■ Task objective: Give the count of lines in the data that include the string "bool", with no added remarks.
····················
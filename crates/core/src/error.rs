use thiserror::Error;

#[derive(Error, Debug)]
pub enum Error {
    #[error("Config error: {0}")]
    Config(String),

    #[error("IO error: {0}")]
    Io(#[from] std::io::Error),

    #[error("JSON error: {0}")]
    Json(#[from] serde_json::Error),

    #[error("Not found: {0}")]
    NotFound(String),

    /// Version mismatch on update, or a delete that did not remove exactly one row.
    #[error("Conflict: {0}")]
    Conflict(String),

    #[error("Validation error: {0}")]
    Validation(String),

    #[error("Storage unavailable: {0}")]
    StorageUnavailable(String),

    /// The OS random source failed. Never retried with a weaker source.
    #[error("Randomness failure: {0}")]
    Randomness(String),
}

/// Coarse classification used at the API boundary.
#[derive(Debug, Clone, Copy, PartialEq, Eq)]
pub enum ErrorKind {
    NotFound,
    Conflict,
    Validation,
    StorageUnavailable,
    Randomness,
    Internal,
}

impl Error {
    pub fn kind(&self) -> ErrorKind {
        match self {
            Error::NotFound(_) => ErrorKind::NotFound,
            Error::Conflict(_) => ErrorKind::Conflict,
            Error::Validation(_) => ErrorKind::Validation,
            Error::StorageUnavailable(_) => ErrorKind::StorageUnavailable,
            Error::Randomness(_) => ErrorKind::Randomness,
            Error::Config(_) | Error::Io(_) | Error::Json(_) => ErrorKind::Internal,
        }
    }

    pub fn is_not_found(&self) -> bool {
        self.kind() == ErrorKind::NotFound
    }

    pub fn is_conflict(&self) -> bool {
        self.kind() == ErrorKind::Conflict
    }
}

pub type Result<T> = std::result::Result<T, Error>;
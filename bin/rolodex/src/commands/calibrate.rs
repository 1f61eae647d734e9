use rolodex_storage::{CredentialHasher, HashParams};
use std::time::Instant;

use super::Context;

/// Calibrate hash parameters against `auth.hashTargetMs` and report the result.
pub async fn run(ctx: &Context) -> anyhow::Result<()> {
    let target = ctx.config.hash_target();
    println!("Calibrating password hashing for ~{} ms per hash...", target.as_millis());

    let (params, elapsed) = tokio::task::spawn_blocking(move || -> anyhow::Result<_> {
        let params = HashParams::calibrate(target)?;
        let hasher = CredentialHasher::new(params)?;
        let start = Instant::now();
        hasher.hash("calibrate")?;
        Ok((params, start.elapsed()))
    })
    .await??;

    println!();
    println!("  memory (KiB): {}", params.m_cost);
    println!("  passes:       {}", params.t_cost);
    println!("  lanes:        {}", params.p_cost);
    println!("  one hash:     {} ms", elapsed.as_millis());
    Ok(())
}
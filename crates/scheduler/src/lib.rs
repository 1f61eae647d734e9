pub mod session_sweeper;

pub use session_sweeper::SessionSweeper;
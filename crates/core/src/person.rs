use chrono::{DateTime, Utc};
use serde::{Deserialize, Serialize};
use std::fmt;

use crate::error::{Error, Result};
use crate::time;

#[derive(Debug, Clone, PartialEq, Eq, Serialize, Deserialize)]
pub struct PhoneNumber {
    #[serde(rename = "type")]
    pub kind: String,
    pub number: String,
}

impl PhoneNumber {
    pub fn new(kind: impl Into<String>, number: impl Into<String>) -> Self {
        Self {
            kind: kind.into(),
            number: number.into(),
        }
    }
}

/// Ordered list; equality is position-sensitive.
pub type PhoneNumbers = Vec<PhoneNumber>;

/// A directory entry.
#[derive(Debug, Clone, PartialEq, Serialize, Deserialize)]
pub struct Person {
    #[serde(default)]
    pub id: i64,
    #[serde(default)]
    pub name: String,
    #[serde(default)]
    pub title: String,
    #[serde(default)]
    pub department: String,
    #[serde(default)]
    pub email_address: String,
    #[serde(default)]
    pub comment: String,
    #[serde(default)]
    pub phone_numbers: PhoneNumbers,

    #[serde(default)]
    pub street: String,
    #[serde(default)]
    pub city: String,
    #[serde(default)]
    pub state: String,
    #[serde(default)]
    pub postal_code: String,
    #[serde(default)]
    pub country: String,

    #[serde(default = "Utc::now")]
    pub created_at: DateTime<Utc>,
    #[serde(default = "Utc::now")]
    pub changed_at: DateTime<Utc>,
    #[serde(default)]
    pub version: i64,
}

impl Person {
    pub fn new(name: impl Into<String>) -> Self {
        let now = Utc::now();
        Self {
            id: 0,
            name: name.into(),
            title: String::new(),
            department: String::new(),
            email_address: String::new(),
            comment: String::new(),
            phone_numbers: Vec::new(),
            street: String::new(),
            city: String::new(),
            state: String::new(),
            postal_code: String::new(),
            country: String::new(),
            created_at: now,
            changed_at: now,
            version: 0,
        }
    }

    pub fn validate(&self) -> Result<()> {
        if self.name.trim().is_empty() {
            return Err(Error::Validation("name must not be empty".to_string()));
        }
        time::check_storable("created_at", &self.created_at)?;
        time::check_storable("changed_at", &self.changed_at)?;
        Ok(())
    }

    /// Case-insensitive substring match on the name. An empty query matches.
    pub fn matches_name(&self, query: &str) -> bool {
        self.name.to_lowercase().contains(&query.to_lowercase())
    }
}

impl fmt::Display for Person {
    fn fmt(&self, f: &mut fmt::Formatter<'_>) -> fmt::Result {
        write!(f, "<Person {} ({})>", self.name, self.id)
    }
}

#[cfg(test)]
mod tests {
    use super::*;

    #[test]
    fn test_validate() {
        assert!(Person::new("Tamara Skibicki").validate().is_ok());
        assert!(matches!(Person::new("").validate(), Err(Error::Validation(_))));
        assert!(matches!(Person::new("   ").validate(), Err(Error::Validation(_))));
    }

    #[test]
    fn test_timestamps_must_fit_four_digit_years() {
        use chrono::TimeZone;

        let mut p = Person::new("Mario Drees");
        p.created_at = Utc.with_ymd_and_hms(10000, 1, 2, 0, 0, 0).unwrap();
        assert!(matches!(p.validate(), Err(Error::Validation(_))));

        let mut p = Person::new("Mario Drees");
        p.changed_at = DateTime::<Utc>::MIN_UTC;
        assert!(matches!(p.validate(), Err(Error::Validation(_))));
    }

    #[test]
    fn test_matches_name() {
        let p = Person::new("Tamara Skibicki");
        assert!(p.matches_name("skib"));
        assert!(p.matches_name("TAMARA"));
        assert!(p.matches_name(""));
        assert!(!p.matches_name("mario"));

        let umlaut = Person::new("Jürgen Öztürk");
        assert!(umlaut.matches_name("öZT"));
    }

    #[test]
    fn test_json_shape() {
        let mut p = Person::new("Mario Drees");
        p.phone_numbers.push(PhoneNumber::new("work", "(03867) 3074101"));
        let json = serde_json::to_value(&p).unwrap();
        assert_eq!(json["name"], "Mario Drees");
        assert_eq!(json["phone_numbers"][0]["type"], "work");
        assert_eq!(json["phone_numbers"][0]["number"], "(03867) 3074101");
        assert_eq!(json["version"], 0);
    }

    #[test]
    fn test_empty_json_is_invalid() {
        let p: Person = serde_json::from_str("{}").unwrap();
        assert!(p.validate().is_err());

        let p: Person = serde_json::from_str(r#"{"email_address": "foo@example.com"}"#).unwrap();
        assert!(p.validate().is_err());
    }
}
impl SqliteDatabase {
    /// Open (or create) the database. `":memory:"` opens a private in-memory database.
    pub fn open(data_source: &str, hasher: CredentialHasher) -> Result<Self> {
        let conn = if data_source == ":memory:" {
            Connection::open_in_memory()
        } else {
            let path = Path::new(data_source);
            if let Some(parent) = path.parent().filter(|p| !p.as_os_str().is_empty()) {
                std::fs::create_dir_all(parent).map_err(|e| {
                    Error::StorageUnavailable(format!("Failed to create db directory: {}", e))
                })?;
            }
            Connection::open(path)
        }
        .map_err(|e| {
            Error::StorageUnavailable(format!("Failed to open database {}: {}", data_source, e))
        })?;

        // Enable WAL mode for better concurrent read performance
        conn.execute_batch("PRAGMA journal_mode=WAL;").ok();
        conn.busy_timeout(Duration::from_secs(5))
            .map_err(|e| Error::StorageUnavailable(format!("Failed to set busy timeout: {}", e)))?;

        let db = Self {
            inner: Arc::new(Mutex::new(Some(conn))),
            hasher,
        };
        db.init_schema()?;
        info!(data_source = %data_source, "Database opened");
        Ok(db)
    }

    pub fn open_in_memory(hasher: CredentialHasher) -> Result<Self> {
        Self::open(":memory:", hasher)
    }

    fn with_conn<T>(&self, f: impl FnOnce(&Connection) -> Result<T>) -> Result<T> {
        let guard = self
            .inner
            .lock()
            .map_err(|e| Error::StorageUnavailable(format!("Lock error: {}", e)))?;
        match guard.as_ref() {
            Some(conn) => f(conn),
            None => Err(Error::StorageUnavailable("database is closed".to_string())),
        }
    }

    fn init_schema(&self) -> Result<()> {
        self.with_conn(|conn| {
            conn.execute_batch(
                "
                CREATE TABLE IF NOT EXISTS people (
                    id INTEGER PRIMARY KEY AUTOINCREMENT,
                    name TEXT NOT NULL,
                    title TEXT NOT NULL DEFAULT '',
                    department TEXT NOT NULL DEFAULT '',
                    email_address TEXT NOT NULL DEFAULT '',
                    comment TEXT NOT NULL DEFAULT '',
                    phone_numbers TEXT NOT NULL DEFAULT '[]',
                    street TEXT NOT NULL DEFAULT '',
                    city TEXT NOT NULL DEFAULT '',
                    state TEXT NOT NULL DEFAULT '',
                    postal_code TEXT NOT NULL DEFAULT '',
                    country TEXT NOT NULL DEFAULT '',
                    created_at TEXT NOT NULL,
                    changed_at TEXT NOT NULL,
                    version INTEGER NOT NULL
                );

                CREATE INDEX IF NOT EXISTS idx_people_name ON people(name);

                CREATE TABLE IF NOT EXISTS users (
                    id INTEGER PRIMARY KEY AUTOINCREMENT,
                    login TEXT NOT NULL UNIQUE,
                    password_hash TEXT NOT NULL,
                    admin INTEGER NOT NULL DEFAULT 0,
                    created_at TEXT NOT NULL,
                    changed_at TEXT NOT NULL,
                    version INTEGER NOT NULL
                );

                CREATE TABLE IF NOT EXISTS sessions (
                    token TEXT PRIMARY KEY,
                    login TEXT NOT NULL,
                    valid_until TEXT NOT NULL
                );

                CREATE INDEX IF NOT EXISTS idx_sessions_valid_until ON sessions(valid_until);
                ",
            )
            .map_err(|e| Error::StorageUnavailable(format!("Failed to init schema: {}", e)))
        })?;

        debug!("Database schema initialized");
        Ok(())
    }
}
····················
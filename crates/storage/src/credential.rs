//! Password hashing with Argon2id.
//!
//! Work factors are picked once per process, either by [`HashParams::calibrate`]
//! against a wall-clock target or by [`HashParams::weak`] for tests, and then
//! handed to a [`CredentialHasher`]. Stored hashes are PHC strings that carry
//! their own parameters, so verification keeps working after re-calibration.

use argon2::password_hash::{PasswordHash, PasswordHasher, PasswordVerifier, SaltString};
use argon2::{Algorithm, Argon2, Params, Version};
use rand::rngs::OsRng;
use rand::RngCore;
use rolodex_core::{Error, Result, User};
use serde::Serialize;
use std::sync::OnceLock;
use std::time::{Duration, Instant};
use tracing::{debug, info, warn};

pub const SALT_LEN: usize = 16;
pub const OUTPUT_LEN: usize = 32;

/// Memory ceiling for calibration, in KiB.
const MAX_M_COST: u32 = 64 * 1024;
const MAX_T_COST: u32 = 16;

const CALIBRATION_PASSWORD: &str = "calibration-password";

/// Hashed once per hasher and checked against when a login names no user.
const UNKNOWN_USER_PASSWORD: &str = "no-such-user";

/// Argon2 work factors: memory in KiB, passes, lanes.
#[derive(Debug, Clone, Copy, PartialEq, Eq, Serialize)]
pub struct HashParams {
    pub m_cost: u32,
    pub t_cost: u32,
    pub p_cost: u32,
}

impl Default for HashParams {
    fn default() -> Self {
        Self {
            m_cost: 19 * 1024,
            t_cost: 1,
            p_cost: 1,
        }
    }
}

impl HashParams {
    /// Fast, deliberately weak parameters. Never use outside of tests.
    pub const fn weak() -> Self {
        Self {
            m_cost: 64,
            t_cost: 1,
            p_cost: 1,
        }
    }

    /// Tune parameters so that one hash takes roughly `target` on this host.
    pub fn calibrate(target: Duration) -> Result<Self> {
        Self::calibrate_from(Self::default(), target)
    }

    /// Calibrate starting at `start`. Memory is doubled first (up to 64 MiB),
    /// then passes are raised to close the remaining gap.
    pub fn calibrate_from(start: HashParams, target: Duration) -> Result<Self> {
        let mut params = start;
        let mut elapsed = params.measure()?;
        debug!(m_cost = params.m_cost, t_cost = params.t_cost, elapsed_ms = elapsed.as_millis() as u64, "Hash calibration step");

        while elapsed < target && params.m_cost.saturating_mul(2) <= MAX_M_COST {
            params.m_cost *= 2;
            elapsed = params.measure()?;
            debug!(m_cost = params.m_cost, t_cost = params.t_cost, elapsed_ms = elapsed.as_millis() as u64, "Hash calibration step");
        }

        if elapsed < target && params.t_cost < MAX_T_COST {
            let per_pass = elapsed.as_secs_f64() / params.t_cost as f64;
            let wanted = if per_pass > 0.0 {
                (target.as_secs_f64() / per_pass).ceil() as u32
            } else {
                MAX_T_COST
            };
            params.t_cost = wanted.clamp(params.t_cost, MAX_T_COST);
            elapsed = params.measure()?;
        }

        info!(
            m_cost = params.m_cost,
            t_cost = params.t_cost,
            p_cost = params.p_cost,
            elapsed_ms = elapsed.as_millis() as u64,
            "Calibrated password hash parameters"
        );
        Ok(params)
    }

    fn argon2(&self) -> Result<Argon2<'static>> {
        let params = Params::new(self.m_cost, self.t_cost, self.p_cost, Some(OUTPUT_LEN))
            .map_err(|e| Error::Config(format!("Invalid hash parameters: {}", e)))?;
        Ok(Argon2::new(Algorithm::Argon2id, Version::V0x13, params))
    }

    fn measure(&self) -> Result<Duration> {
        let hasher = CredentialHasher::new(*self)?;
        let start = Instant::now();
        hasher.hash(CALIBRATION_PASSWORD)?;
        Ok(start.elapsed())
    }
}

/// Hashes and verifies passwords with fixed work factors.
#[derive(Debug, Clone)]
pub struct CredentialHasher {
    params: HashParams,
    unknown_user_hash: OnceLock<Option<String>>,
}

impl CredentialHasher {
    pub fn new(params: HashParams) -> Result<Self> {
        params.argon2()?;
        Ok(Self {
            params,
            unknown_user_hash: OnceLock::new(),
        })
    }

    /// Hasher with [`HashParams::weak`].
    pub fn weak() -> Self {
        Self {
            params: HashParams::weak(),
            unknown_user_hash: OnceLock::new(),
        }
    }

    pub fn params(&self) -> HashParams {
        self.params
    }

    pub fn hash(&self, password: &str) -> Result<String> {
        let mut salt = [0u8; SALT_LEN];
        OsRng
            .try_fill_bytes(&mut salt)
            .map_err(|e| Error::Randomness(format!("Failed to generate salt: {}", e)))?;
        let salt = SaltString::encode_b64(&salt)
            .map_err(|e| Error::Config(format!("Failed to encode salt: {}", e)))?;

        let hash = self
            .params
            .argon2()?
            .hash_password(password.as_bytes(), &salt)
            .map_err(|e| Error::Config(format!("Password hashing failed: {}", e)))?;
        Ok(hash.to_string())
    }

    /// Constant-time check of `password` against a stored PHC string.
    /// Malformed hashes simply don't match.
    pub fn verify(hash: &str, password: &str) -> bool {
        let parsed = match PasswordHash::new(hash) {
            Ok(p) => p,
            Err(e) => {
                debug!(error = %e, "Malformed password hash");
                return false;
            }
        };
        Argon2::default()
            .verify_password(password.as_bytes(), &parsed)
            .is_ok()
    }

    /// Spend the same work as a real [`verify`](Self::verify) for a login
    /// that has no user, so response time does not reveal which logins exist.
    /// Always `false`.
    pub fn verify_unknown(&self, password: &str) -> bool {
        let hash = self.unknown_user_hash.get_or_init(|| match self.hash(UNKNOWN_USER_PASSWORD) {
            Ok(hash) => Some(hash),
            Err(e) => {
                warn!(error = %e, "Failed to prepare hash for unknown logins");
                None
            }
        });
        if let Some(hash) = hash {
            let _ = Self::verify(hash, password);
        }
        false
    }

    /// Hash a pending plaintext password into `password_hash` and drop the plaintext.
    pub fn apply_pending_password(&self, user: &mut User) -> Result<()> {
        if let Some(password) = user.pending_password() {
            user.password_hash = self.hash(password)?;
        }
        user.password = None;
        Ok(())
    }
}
····················
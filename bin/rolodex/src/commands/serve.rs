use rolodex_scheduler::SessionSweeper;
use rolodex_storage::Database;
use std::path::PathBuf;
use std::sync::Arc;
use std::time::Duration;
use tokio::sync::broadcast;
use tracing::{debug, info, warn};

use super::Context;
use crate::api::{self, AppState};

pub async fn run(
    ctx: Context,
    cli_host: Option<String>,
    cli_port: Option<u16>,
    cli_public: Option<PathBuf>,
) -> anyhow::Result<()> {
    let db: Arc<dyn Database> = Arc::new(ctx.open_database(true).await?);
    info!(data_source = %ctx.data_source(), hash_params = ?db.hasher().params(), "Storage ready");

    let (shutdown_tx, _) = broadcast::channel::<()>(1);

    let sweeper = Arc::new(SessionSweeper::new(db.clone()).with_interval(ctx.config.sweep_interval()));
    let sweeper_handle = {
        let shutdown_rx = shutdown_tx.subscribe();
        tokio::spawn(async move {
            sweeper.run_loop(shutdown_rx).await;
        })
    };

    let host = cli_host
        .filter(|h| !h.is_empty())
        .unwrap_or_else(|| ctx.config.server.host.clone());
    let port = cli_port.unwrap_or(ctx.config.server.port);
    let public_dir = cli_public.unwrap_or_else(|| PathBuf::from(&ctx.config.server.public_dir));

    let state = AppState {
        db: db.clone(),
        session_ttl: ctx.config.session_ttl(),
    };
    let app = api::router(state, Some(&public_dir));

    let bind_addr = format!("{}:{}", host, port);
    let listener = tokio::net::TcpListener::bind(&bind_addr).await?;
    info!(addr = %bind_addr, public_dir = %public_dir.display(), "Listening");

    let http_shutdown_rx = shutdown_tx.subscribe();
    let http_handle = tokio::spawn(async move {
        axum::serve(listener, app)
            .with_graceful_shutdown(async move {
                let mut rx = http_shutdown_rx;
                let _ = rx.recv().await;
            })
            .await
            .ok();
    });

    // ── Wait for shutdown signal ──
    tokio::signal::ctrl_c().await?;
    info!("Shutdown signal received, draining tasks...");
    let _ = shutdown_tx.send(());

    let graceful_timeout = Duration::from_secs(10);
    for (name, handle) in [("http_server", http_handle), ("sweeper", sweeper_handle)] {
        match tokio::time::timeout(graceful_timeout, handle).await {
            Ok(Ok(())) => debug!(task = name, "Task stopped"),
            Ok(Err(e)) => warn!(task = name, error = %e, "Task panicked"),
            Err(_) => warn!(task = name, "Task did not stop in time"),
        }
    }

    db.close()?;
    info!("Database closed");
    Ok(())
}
····················
■ Expected output: 5